# What to produce
Give only the number of lines in these records that include "cancelled".

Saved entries
//! OpenAI adapter. The normalized request is already OpenAI-shaped, so the
//! translation is a near pass-through: messages go out verbatim and `stop`
//! stays a string or an array, whichever the caller sent.

use crate::error::ClassifiedError;
use crate::models::{
    ChatRequest, ChatResponse, Choice, FinishReason, Message, ProbeResult, RateLimitSnapshot,
    Role, StopSequences, Usage,
};
use crate::providers::http_client::{AuthStrategy, HttpProviderClient};
use crate::providers::sse::{data_payload, SseLineBuffer};
use crate::providers::{
    Capabilities, Provider, ProviderConfig, ProviderType, RateLimit, StreamHandler,
};
use futures::StreamExt;
use serde::{Deserialize, Serialize};
use std::collections::HashMap;
use std::time::Instant;
use tokio_util::sync::CancellationToken;

const DEFAULT_BASE: &str = "https://api.openai.com";
const CHAT_PATH: &str = "/v1/chat/completions";
const MODELS_PATH: &str = "/v1/models";

const OP_CHAT: &str = "chat";
const OP_CHAT_STREAM: &str = "chat_stream";
const OP_HEALTH: &str = "health_probe";

pub struct OpenAiProvider {
    http: HttpProviderClient,
    config: ProviderConfig,
}

#[derive(Debug, Serialize)]
struct OpenAiRequest {
    model: String,
    messages: Vec<WireMessage>,
    #[serde(skip_serializing_if = "Option::is_none")]
    max_tokens: Option<u32>,
    #[serde(skip_serializing_if = "Option::is_none")]
    temperature: Option<f32>,
    #[serde(skip_serializing_if = "Option::is_none")]
    top_p: Option<f32>,
    #[serde(skip_serializing_if = "Option::is_none")]
    presence_penalty: Option<f32>,
    #[serde(skip_serializing_if = "Option::is_none")]
    frequency_penalty: Option<f32>,
    #[serde(skip_serializing_if = "Option::is_none")]
    stop: Option<StopSequences>,
    #[serde(skip_serializing_if = "Option::is_none")]
    stream: Option<bool>,
    #[serde(skip_serializing_if = "Option::is_none")]
    user: Option<String>,
}

#[derive(Debug, Serialize, Deserialize)]
struct WireMessage {
    role: String,
    #[serde(default)]
    content: Option<String>,
}

#[derive(Debug, Deserialize)]
struct OpenAiResponse {
    id: String,
    #[serde(default)]
    created: Option<u64>,
    model: String,
    choices: Vec<OpenAiChoice>,
    #[serde(default)]
    usage: Option<WireUsage>,
}

#[derive(Debug, Deserialize)]
struct OpenAiChoice {
    index: u32,
    message: WireMessage,
    #[serde(default)]
    finish_reason: Option<String>,
}

#[derive(Debug, Deserialize)]
struct WireUsage {
    prompt_tokens: u32,
    completion_tokens: u32,
    total_tokens: u32,
}

#[derive(Debug, Deserialize)]
struct StreamPayload {
    #[serde(default)]
    choices: Vec<StreamPayloadChoice>,
}

#[derive(Debug, Deserialize)]
struct StreamPayloadChoice {
    #[serde(default)]
    delta: StreamDelta,
    #[serde(default)]
    finish_reason: Option<String>,
}

#[derive(Debug, Default, Deserialize)]
struct StreamDelta {
    #[serde(default)]
    content: Option<String>,
}

pub(crate) fn wire_role(role: Role) -> &'static str {
    match role {
        Role::System => "system",
        Role::User => "user",
        Role::Assistant => "assistant",
        Role::Tool => "tool",
    }
}

pub(crate) fn finish_reason_from_wire(reason: Option<&str>) -> Option<FinishReason> {
    match reason {
        Some("stop") => Some(FinishReason::Stop),
        Some("length") => Some(FinishReason::Length),
        Some("content_filter") => Some(FinishReason::ContentFilter),
        Some("tool_calls") | Some("function_call") => Some(FinishReason::Tool),
        _ => None,
    }
}

impl OpenAiProvider {
    pub fn new(config: ProviderConfig) -> Result<Self, ClassifiedError> {
        let http = HttpProviderClient::new(
            &config.name,
            config.timeout,
            config.base_url.clone(),
            DEFAULT_BASE,
            &HashMap::new(),
            AuthStrategy::Bearer { token: config.api_key.clone() },
            config.rate_limit,
        )?;
        Ok(Self { http, config })
    }

    fn to_wire(&self, request: &ChatRequest, stream: bool) -> OpenAiRequest {
        OpenAiRequest {
            model: request.model.clone(),
            messages: request
                .messages
                .iter()
                .map(|m| WireMessage {
                    role: wire_role(m.role).to_string(),
                    content: Some(m.content.clone()),
                })
                .collect(),
            max_tokens: request.max_tokens,
            temperature: request.temperature,
            top_p: request.top_p,
            presence_penalty: request.presence_penalty,
            frequency_penalty: request.frequency_penalty,
            stop: request.stop.clone(),
            stream: stream.then_some(true),
            user: request.user.clone(),
        }
    }

    fn convert_response(&self, request: &ChatRequest, response: OpenAiResponse) -> ChatResponse {
        let choices: Vec<Choice> = response
            .choices
            .into_iter()
            .map(|c| Choice {
                index: c.index,
                message: Message::assistant(c.message.content.unwrap_or_default()),
                finish_reason: finish_reason_from_wire(c.finish_reason.as_deref()),
            })
            .collect();

        let usage = match response.usage {
            Some(u) => Usage {
                prompt_tokens: u.prompt_tokens,
                completion_tokens: u.completion_tokens,
                total_tokens: u.total_tokens,
            },
            None => estimated_usage(request, &choices, self.provider_type()),
        };

        ChatResponse {
            id: response.id,
            model: response.model,
            provider: self.config.name.clone(),
            created: response
                .created
                .unwrap_or_else(|| chrono::Utc::now().timestamp() as u64),
            choices,
            usage,
            latency_ms: 0,
        }
    }
}

/// Fallback usage when the upstream omits it: prompt tokens from the request
/// estimate, completion tokens from the emitted content.
pub(crate) fn estimated_usage(
    request: &ChatRequest,
    choices: &[Choice],
    provider_type: ProviderType,
) -> Usage {
    let prompt = crate::estimator::estimate_tokens(request, provider_type).input_tokens;
    let completion = choices
        .iter()
        .map(|c| crate::estimator::estimate_completion_tokens(&c.message.content, provider_type))
        .sum::<u32>()
        .max(1);
    Usage::new(prompt, completion)
}

#[async_trait::async_trait]
impl Provider for OpenAiProvider {
    fn name(&self) -> &str {
        &self.config.name
    }

    fn provider_type(&self) -> ProviderType {
        ProviderType::Openai
    }

    fn capabilities(&self) -> Capabilities {
        Capabilities { streaming: true, reports_usage: true, rate_limit_headers: true }
    }

    fn weight(&self) -> u32 {
        self.config.weight
    }

    fn supported_models(&self) -> Vec<String> {
        self.config.models.clone()
    }

    fn rate_limit_config(&self) -> Option<RateLimit> {
        self.config.rate_limit
    }

    async fn invoke(
        &self,
        ctx: &CancellationToken,
        request: ChatRequest,
    ) -> Result<ChatResponse, ClassifiedError> {
        let wire = self.to_wire(&request, false);
        let response: OpenAiResponse =
            self.http.post_json(ctx, OP_CHAT, CHAT_PATH, &[], &wire).await?;
        Ok(self.convert_response(&request, response))
    }

    async fn invoke_stream(
        &self,
        ctx: &CancellationToken,
        request: ChatRequest,
        emit: StreamHandler<'_>,
    ) -> Result<(), ClassifiedError> {
        let wire = self.to_wire(&request, true);
        let resp = self.http.post_raw(ctx, OP_CHAT_STREAM, CHAT_PATH, &[], &wire).await?;
        if !resp.status().is_success() {
            return Err(self.http.classify_response(OP_CHAT_STREAM, resp).await);
        }

        let mut body = resp.bytes_stream();
        let mut lines = SseLineBuffer::new();
        loop {
            // Dropping the body stream on cancellation closes the upstream
            // connection.
            let next = tokio::select! {
                _ = ctx.cancelled() => {
                    return Err(ClassifiedError::cancelled(self.name(), OP_CHAT_STREAM));
                }
                next = body.next() => next,
            };
            let Some(chunk) = next else { break };
            let chunk = chunk
                .map_err(|e| ClassifiedError::from_transport(e, self.name(), OP_CHAT_STREAM))?;
            lines.push(&chunk);

            while let Some(line) = lines.next_line() {
                let Some(payload) = data_payload(&line) else { continue };
                if payload == "[DONE]" {
                    emit("", true);
                    return Ok(());
                }
                let parsed: StreamPayload = serde_json::from_str(payload)
                    .map_err(|e| ClassifiedError::invalid_response(self.name(), OP_CHAT_STREAM, e))?;
                for choice in parsed.choices {
                    if let Some(content) = choice.delta.content {
                        if !content.is_empty() {
                            emit(&content, false);
                        }
                    }
                    if choice.finish_reason.is_some() {
                        emit("", true);
                        return Ok(());
                    }
                }
            }
        }
        emit("", true);
        Ok(())
    }

    async fn health_probe(&self, ctx: &CancellationToken) -> ProbeResult {
        let endpoint = format!("{}{}", self.http.base_url(), MODELS_PATH);
        let start = Instant::now();
        match self
            .http
            .get_json::<serde_json::Value>(ctx, OP_HEALTH, MODELS_PATH)
            .await
        {
            Ok(_) => ProbeResult::ok(start.elapsed(), endpoint),
            Err(e) => ProbeResult::failed(start.elapsed(), endpoint, e.to_string()),
        }
    }

    fn rate_limit_snapshot(&self) -> RateLimitSnapshot {
        self.http.rate_limit_snapshot()
    }
}

#[cfg(test)]
mod tests {
    use super::*;

    fn provider() -> OpenAiProvider {
        OpenAiProvider::new(ProviderConfig::new("openai-main", ProviderType::Openai, "sk-test"))
            .unwrap()
    }

    #[test]
    fn wire_request_passes_messages_through() {
        let request = ChatRequest {
            model: "gpt-4".to_string(),
            messages: vec![Message::system("be terse"), Message::user("hi")],
            stop: Some(StopSequences::Single("END".to_string())),
            max_tokens: Some(32),
            ..Default::default()
        };
        let wire = provider().to_wire(&request, false);
        let json = serde_json::to_value(&wire).unwrap();
        assert_eq!(json["messages"][0]["role"], "system");
        assert_eq!(json["messages"][1]["content"], "hi");
        // Stop stays a bare string when the caller sent one.
        assert_eq!(json["stop"], "END");
        assert!(json.get("stream").is_none());
    }

    #[test]
    fn response_conversion_sets_provider_and_copies_usage() {
        let request = ChatRequest {
            model: "gpt-4".to_string(),
            messages: vec![Message::user("hi")],
            ..Default::default()
        };
        let wire: OpenAiResponse = serde_json::from_value(serde_json::json!({
            "id": "chatcmpl-1",
            "created": 1700000000,
            "model": "gpt-4",
            "choices": [{
                "index": 0,
                "message": {"role": "assistant", "content": "hello"},
                "finish_reason": "stop"
            }],
            "usage": {"prompt_tokens": 9, "completion_tokens": 2, "total_tokens": 11}
        }))
        .unwrap();

        let response = provider().convert_response(&request, wire);
        assert_eq!(response.provider, "openai-main");
        assert_eq!(response.usage.total_tokens, 11);
        assert_eq!(response.choices[0].finish_reason, Some(FinishReason::Stop));
        assert_eq!(response.latency_ms, 0);
    }

    #[test]
    fn missing_usage_is_estimated_from_content() {
        let request = ChatRequest {
            model: "gpt-4".to_string(),
            messages: vec![Message::user("hi")],
            ..Default::default()
        };
        let wire: OpenAiResponse = serde_json::from_value(serde_json::json!({
            "id": "chatcmpl-2",
            "model": "gpt-4",
            "choices": [{
                "index": 0,
                "message": {"role": "assistant", "content": "a generated answer with some words"},
                "finish_reason": "stop"
            }]
        }))
        .unwrap();

        let response = provider().convert_response(&request, wire);
        assert!(response.usage.prompt_tokens >= 1);
        assert!(response.usage.completion_tokens >= 1);
        assert_eq!(
            response.usage.total_tokens,
            response.usage.prompt_tokens + response.usage.completion_tokens
        );
    }

    #[test]
    fn finish_reason_table() {
        assert_eq!(finish_reason_from_wire(Some("stop")), Some(FinishReason::Stop));
        assert_eq!(finish_reason_from_wire(Some("length")), Some(FinishReason::Length));
        assert_eq!(
            finish_reason_from_wire(Some("content_filter")),
            Some(FinishReason::ContentFilter)
        );
        assert_eq!(finish_reason_from_wire(Some("tool_calls")), Some(FinishReason::Tool));
        assert_eq!(finish_reason_from_wire(None), None);
    }
}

# Exercise answer
2